## Prompt
Each entry needs to be copied exactly, with nothing left out.

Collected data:

- - - -

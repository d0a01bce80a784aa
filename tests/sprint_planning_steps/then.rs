//! Then steps for sprint planning BDD scenarios.

use super::world::{SprintWorld, run_async};
use eyre::WrapErr;
use gantry::sprint::services::SprintServiceError;
use rstest_bdd_macros::then;

#[then("the sprint has {committed:u32} committed points and {added:u32} added points")]
fn sprint_points(world: &SprintWorld, committed: u32, added: u32) -> Result<(), eyre::Report> {
    let sprint = world.sprint()?;
    if (sprint.committed_points(), sprint.added_points()) != (committed, added) {
        return Err(eyre::eyre!(
            "expected {committed} committed and {added} added, found {} and {}",
            sprint.committed_points(),
            sprint.added_points()
        ));
    }
    Ok(())
}

#[then("the scope change rate is {rate:f64}")]
fn scope_change_rate(world: &SprintWorld, rate: f64) -> Result<(), eyre::Report> {
    let actual = world.sprint()?.scope_change_rate();
    if actual.total_cmp(&rate).is_ne() {
        return Err(eyre::eyre!("expected scope change rate {rate}, found {actual}"));
    }
    Ok(())
}

#[then("the assignment is rejected for capacity")]
fn rejected_for_capacity(world: &SprintWorld) -> Result<(), eyre::Report> {
    match world.last_assignment.as_ref() {
        Some(Err(SprintServiceError::CapacityExceeded(_))) => Ok(()),
        other => Err(eyre::eyre!("expected a capacity rejection, got {other:?}")),
    }
}

#[then("the sprint completed {completed:u32} points with {carryover:u32} carried over")]
fn sprint_completed(
    world: &SprintWorld,
    completed: u32,
    carryover: u32,
) -> Result<(), eyre::Report> {
    let report = world
        .last_report
        .as_ref()
        .ok_or_else(|| eyre::eyre!("missing sprint report"))?;
    let sprint = &report.sprint;
    if (sprint.completed_points(), sprint.carryover_points()) != (completed, carryover) {
        return Err(eyre::eyre!(
            "expected {completed} completed and {carryover} carried over, found {} and {}",
            sprint.completed_points(),
            sprint.carryover_points()
        ));
    }
    Ok(())
}

#[then(r#""{title}" is no longer in the sprint"#)]
fn no_longer_in_sprint(world: &SprintWorld, title: String) -> Result<(), eyre::Report> {
    let task_id = world.id_of(&title)?;
    let task = run_async(world.tasks.find_by_id(task_id))
        .wrap_err("load task")?
        .ok_or_else(|| eyre::eyre!("task {title} disappeared"))?;
    if task.sprint_id().is_some() {
        return Err(eyre::eyre!("task {title} is still in a sprint"));
    }
    Ok(())
}
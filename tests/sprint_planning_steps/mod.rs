//! Step definitions for sprint planning scenarios.

pub mod given;
pub mod then;
pub mod when;
pub mod world;
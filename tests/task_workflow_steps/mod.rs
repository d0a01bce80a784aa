//! Step definitions for task workflow scenarios.

pub mod given;
pub mod then;
pub mod when;
pub mod world;
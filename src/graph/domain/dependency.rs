//! Dependency edges between tasks.

use crate::task::domain::{Minutes, ParseTaskFieldError, TaskId, ValidationCode, ValidationError};
use serde::{Deserialize, Serialize};
use std::fmt;

/// Scheduling relationship between a task and the task it depends on.
#[derive(Debug, Clone, Copy, Default, PartialEq, Eq, Hash, Serialize, Deserialize)]
#[serde(rename_all = "snake_case")]
pub enum DependencyType {
    /// The task starts after the predecessor finishes.
    #[default]
    FinishToStart,
    /// The task starts after the predecessor starts.
    StartToStart,
    /// The task finishes after the predecessor finishes.
    FinishToFinish,
    /// The task finishes after the predecessor starts.
    StartToFinish,
}

impl DependencyType {
    /// Returns the canonical storage representation.
    #[must_use]
    pub const fn as_str(self) -> &'static str {
        match self {
            Self::FinishToStart => "finish_to_start",
            Self::StartToStart => "start_to_start",
            Self::FinishToFinish => "finish_to_finish",
            Self::StartToFinish => "start_to_finish",
        }
    }
}

impl TryFrom<&str> for DependencyType {
    type Error = ParseTaskFieldError;

    fn try_from(value: &str) -> Result<Self, Self::Error> {
        match value.trim().to_ascii_lowercase().replace('-', "_").as_str() {
            "finish_to_start" => Ok(Self::FinishToStart),
            "start_to_start" => Ok(Self::StartToStart),
            "finish_to_finish" => Ok(Self::FinishToFinish),
            "start_to_finish" => Ok(Self::StartToFinish),
            _ => Err(ParseTaskFieldError {
                kind: "dependency type",
                value: value.to_owned(),
            }),
        }
    }
}

impl fmt::Display for DependencyType {
    fn fmt(&self, f: &mut fmt::Formatter<'_>) -> fmt::Result {
        f.write_str(self.as_str())
    }
}

/// Directed edge: `task_id` depends on `depends_on_id`.
#[derive(Debug, Clone, Copy, PartialEq, Eq, Hash, Serialize, Deserialize)]
pub struct TaskDependency {
    task_id: TaskId,
    depends_on_id: TaskId,
    dependency_type: DependencyType,
    lag: Minutes,
}

impl TaskDependency {
    /// Creates a dependency edge.
    ///
    /// # Errors
    ///
    /// Returns [`ValidationError`] with [`ValidationCode::SelfReference`]
    /// when a task would depend on itself.
    pub fn new(
        task_id: TaskId,
        depends_on_id: TaskId,
        dependency_type: DependencyType,
        lag: Minutes,
    ) -> Result<Self, ValidationError> {
        if task_id == depends_on_id {
            return Err(ValidationError::new(
                "depends_on_id",
                ValidationCode::SelfReference,
            ));
        }
        Ok(Self {
            task_id,
            depends_on_id,
            dependency_type,
            lag,
        })
    }

    /// Creates a finish-to-start edge without lag.
    ///
    /// # Errors
    ///
    /// Returns [`ValidationError`] when a task would depend on itself.
    pub fn finish_to_start(task_id: TaskId, depends_on_id: TaskId) -> Result<Self, ValidationError> {
        Self::new(task_id, depends_on_id, DependencyType::FinishToStart, Minutes::ZERO)
    }

    /// Returns the dependent task.
    #[must_use]
    pub const fn task_id(&self) -> TaskId {
        self.task_id
    }

    /// Returns the predecessor task.
    #[must_use]
    pub const fn depends_on_id(&self) -> TaskId {
        self.depends_on_id
    }

    /// Returns the dependency type.
    #[must_use]
    pub const fn dependency_type(&self) -> DependencyType {
        self.dependency_type
    }

    /// Returns the lag (negative for lead).
    #[must_use]
    pub const fn lag(&self) -> Minutes {
        self.lag
    }

    /// Returns the `(task, predecessor)` key identifying the edge.
    #[must_use]
    pub const fn key(&self) -> (TaskId, TaskId) {
        (self.task_id, self.depends_on_id)
    }
}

- - - -

## Response area
repository d0a01bce80a784aa
filename tests/sprint_planning_steps/then.rs
//! Then steps for sprint planning BDD scenarios.

use super::world::{SprintWorld, run_async};
use eyre::WrapErr;
use gantry::sprint::services::SprintServiceError;
use rstest_bdd_macros::then;

#[then("the sprint has {committed:u32} committed points and {added:u32} added points")]
fn sprint_points(world: &SprintWorld, committed: u32, added: u32) -> Result<(), eyre::Report> {
    let sprint = world.sprint()?;
    if (sprint.committed_points(), sprint.added_points()) != (committed, added) {
        return Err(eyre::eyre!(
            "expected {committed} committed and {added} added, found {} and {}",
            sprint.committed_points(),
            sprint.added_points()
        ));
    }
    Ok(())
}

#[then("the scope change rate is {rate:f64}")]
fn scope_change_rate(world: &SprintWorld, rate: f64) -> Result<(), eyre::Report> {
    let actual = world.sprint()?.scope_change_rate();
    if actual.total_cmp(&rate).is_ne() {
        return Err(eyre::eyre!("expected scope change rate {rate}, found {actual}"));
    }
    Ok(())
}

#[then("the assignment is rejected for capacity")]
fn rejected_for_capacity(world: &SprintWorld) -> Result<(), eyre::Report> {
    match world.last_assignment.as_ref() {
        Some(Err(SprintServiceError::CapacityExceeded(_))) => Ok(()),
        other => Err(eyre::eyre!("expected a capacity rejection, got {other:?}")),
    }
}

#[then("the sprint completed {completed:u32} points with {carryover:u32} carried over")]
fn sprint_completed(
    world: &SprintWorld,
    completed: u32,
    carryover: u32,
) -> Result<(), eyre::Report> {
    let report = world
        .last_report
        .as_ref()
        .ok_or_else(|| eyre::eyre!("missing sprint report"))?;
    let sprint = &report.sprint;
    if (sprint.completed_points(), sprint.carryover_points()) != (completed, carryover) {
        return Err(eyre::eyre!(
            "expected {completed} completed and {carryover} carried over, found {} and {}",
            sprint.completed_points(),
            sprint.carryover_points()
        ));
    }
    Ok(())
}

#[then(r#""{title}" is no longer in the sprint"#)]
fn no_longer_in_sprint(world: &SprintWorld, title: String) -> Result<(), eyre::Report> {
    let task_id = world.id_of(&title)?;
    let task = run_async(world.tasks.find_by_id(task_id))
        .wrap_err("load task")?
        .ok_or_else(|| eyre::eyre!("task {title} disappeared"))?;
    if task.sprint_id().is_some() {
        return Err(eyre::eyre!("task {title} is still in a sprint"));
    }
    Ok(())
}
filename tests/sprint_planning_steps/mod.rs
//! Step definitions for sprint planning scenarios.

pub mod given;
pub mod then;
pub mod when;
pub mod world;
filename tests/task_workflow_steps/mod.rs
repository d0a01bce80a784aa
//! Step definitions for task workflow scenarios.

pub mod given;
pub mod then;
pub mod when;
pub mod world;
filename src/graph/domain/dependency.rs
//! Dependency edges between tasks.

use crate::task::domain::{Minutes, ParseTaskFieldError, TaskId, ValidationCode, ValidationError};
use serde::{Deserialize, Serialize};
use std::fmt;

/// Scheduling relationship between a task and the task it depends on.
#[derive(Debug, Clone, Copy, Default, PartialEq, Eq, Hash, Serialize, Deserialize)]
#[serde(rename_all = "snake_case")]
pub enum DependencyType {
    /// The task starts after the predecessor finishes.
    #[default]
    FinishToStart,
    /// The task starts after the predecessor starts.
    StartToStart,
    /// The task finishes after the predecessor finishes.
    FinishToFinish,
    /// The task finishes after the predecessor starts.
    StartToFinish,
}

impl DependencyType {
    /// Returns the canonical storage representation.
    #[must_use]
    pub const fn as_str(self) -> &'static str {
        match self {
            Self::FinishToStart => "finish_to_start",
            Self::StartToStart => "start_to_start",
            Self::FinishToFinish => "finish_to_finish",
            Self::StartToFinish => "start_to_finish",
        }
    }
}

impl TryFrom<&str> for DependencyType {
    type Error = ParseTaskFieldError;

    fn try_from(value: &str) -> Result<Self, Self::Error> {
        match value.trim().to_ascii_lowercase().replace('-', "_").as_str() {
            "finish_to_start" => Ok(Self::FinishToStart),
            "start_to_start" => Ok(Self::StartToStart),
            "finish_to_finish" => Ok(Self::FinishToFinish),
            "start_to_finish" => Ok(Self::StartToFinish),
            _ => Err(ParseTaskFieldError {
                kind: "dependency type",
                value: value.to_owned(),
            }),
        }
    }
}

impl fmt::Display for DependencyType {
    fn fmt(&self, f: &mut fmt::Formatter<'_>) -> fmt::Result {
        f.write_str(self.as_str())
    }
}

/// Directed edge: `task_id` depends on `depends_on_id`.
#[derive(Debug, Clone, Copy, PartialEq, Eq, Hash, Serialize, Deserialize)]
pub struct TaskDependency {
    task_id: TaskId,
    depends_on_id: TaskId,
    dependency_type: DependencyType,
    lag: Minutes,
}

impl TaskDependency {
    /// Creates a dependency edge.
    ///
    /// # Errors
    ///
    /// Returns [`ValidationError`] with [`ValidationCode::SelfReference`]
    /// when a task would depend on itself.
    pub fn new(
        task_id: TaskId,
        depends_on_id: TaskId,
        dependency_type: DependencyType,
        lag: Minutes,
    ) -> Result<Self, ValidationError> {
        if task_id == depends_on_id {
            return Err(ValidationError::new(
                "depends_on_id",
                ValidationCode::SelfReference,
            ));
        }
        Ok(Self {
            task_id,
            depends_on_id,
            dependency_type,
            lag,
        })
    }

    /// Creates a finish-to-start edge without lag.
    ///
    /// # Errors
    ///
    /// Returns [`ValidationError`] when a task would depend on itself.
    pub fn finish_to_start(task_id: TaskId, depends_on_id: TaskId) -> Result<Self, ValidationError> {
        Self::new(task_id, depends_on_id, DependencyType::FinishToStart, Minutes::ZERO)
    }

    /// Returns the dependent task.
    #[must_use]
    pub const fn task_id(&self) -> TaskId {
        self.task_id
    }

    /// Returns the predecessor task.
    #[must_use]
    pub const fn depends_on_id(&self) -> TaskId {
        self.depends_on_id
    }

    /// Returns the dependency type.
    #[must_use]
    pub const fn dependency_type(&self) -> DependencyType {
        self.dependency_type
    }

    /// Returns the lag (negative for lead).
    #[must_use]
    pub const fn lag(&self) -> Minutes {
        self.lag
    }

    /// Returns the `(task, predecessor)` key identifying the edge.
    #[must_use]
    pub const fn key(&self) -> (TaskId, TaskId) {
        (self.task_id, self.depends_on_id)
    }
}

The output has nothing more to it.